(Exercise data)

use clap::{Parser, Subcommand};
use secrecy::SecretString;
use serde::de::DeserializeOwned;
use serde::Serialize;
use sqlx::SqlitePool;
use std::path::{Path, PathBuf};
use trivia_api::configuration::DatabaseSettings;
use trivia_api::db::queries::categories::{get_all_categories, import_categories};
use trivia_api::db::queries::questions::{get_all_questions, import_questions};
use trivia_api::db::{establish_connection, run_migrations, Category, Question};
use trivia_api::telemetry::init_tracing;

#[derive(Parser)]
#[clap(author, version, about, long_about = None)]
struct Cli {
    /// Database url, e.g. sqlite:trivia.db
    db_url: String,
    #[clap(subcommand)]
    command: Commands,
}

#[derive(Subcommand)]
enum Commands {
    /// Import categories.csv and questions.csv from a directory
    Import { path: PathBuf },
    /// Export categories.csv and questions.csv to a directory
    Export { path: PathBuf },
}

#[tokio::main]
async fn main() -> anyhow::Result<()> {
    init_tracing();
    let cli = Cli::parse();
    let settings = DatabaseSettings {
        url: SecretString::from(cli.db_url),
        max_connections: 1,
    };
    let pool = establish_connection(&settings).await?;
    run_migrations(&pool).await?;
    match cli.command {
        Commands::Export { path } => export_data(&pool, &path).await,
        Commands::Import { path } => import_data(&pool, &path).await,
    }
}

fn write_to(path: PathBuf, data: Vec<impl Serialize>) -> anyhow::Result<()> {
    let file = std::fs::File::create(path)?;
    let mut wtr = csv::Writer::from_writer(file);
    for line in data {
        wtr.serialize(line)?;
    }
    wtr.flush()?;
    Ok(())
}

fn read_from<T: DeserializeOwned>(path: PathBuf) -> anyhow::Result<Vec<T>> {
    let file = std::fs::File::open(path)?;
    let mut rdr = csv::Reader::from_reader(file);
    let mut out = Vec::new();
    for record in rdr.deserialize() {
        let record: T = record?;
        out.push(record);
    }
    Ok(out)
}

async fn export_data(pool: &SqlitePool, path: &Path) -> anyhow::Result<()> {
    let categories = get_all_categories(pool).await?;
    let questions = get_all_questions(pool).await?;
    if !path.exists() {
        std::fs::create_dir_all(path)?
    }
    tracing::info!(
        categories = categories.len(),
        questions = questions.len(),
        "Exporting to {}",
        path.display()
    );
    write_to(path.join("categories.csv"), categories)?;
    write_to(path.join("questions.csv"), questions)?;
    Ok(())
}

async fn import_data(pool: &SqlitePool, path: &Path) -> anyhow::Result<()> {
    let categories: Vec<Category> = read_from(path.join("categories.csv"))?;
    let questions: Vec<Question> = read_from(path.join("questions.csv"))?;
    tracing::info!(
        categories = categories.len(),
        questions = questions.len(),
        "Importing from {}",
        path.display()
    );
    import_categories(pool, categories).await?;
    import_questions(pool, questions).await?;
    Ok(())
}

(End Exercise data)

The reply should restate the records above in full, character for character.

use clap::{Parser, Subcommand};
use secrecy::SecretString;
use serde::de::DeserializeOwned;
use serde::Serialize;
use sqlx::SqlitePool;
use std::path::{Path, PathBuf};
use trivia_api::configuration::DatabaseSettings;
use trivia_api::db::queries::categories::{get_all_categories, import_categories};
use trivia_api::db::queries::questions::{get_all_questions, import_questions};
use trivia_api::db::{establish_connection, run_migrations, Category, Question};
use trivia_api::telemetry::init_tracing;

#[derive(Parser)]
#[clap(author, version, about, long_about = None)]
struct Cli {
    /// Database url, e.g. sqlite:trivia.db
    db_url: String,
    #[clap(subcommand)]
    command: Commands,
}

#[derive(Subcommand)]
enum Commands {
    /// Import categories.csv and questions.csv from a directory
    Import { path: PathBuf },
    /// Export categories.csv and questions.csv to a directory
    Export { path: PathBuf },
}

#[tokio::main]
async fn main() -> anyhow::Result<()> {
    init_tracing();
    let cli = Cli::parse();
    let settings = DatabaseSettings {
        url: SecretString::from(cli.db_url),
        max_connections: 1,
    };
    let pool = establish_connection(&settings).await?;
    run_migrations(&pool).await?;
    match cli.command {
        Commands::Export { path } => export_data(&pool, &path).await,
        Commands::Import { path } => import_data(&pool, &path).await,
    }
}

fn write_to(path: PathBuf, data: Vec<impl Serialize>) -> anyhow::Result<()> {
    let file = std::fs::File::create(path)?;
    let mut wtr = csv::Writer::from_writer(file);
    for line in data {
        wtr.serialize(line)?;
    }
    wtr.flush()?;
    Ok(())
}

fn read_from<T: DeserializeOwned>(path: PathBuf) -> anyhow::Result<Vec<T>> {
    let file = std::fs::File::open(path)?;
    let mut rdr = csv::Reader::from_reader(file);
    let mut out = Vec::new();
    for record in rdr.deserialize() {
        let record: T = record?;
        out.push(record);
    }
    Ok(out)
}

async fn export_data(pool: &SqlitePool, path: &Path) -> anyhow::Result<()> {
    let categories = get_all_categories(pool).await?;
    let questions = get_all_questions(pool).await?;
    if !path.exists() {
        std::fs::create_dir_all(path)?
    }
    tracing::info!(
        categories = categories.len(),
        questions = questions.len(),
        "Exporting to {}",
        path.display()
    );
    write_to(path.join("categories.csv"), categories)?;
    write_to(path.join("questions.csv"), questions)?;
    Ok(())
}

async fn import_data(pool: &SqlitePool, path: &Path) -> anyhow::Result<()> {
    let categories: Vec<Category> = read_from(path.join("categories.csv"))?;
    let questions: Vec<Question> = read_from(path.join("questions.csv"))?;
    tracing::info!(
        categories = categories.len(),
        questions = questions.len(),
        "Importing from {}",
        path.display()
    );
    import_categories(pool, categories).await?;
    import_questions(pool, questions).await?;
    Ok(())
}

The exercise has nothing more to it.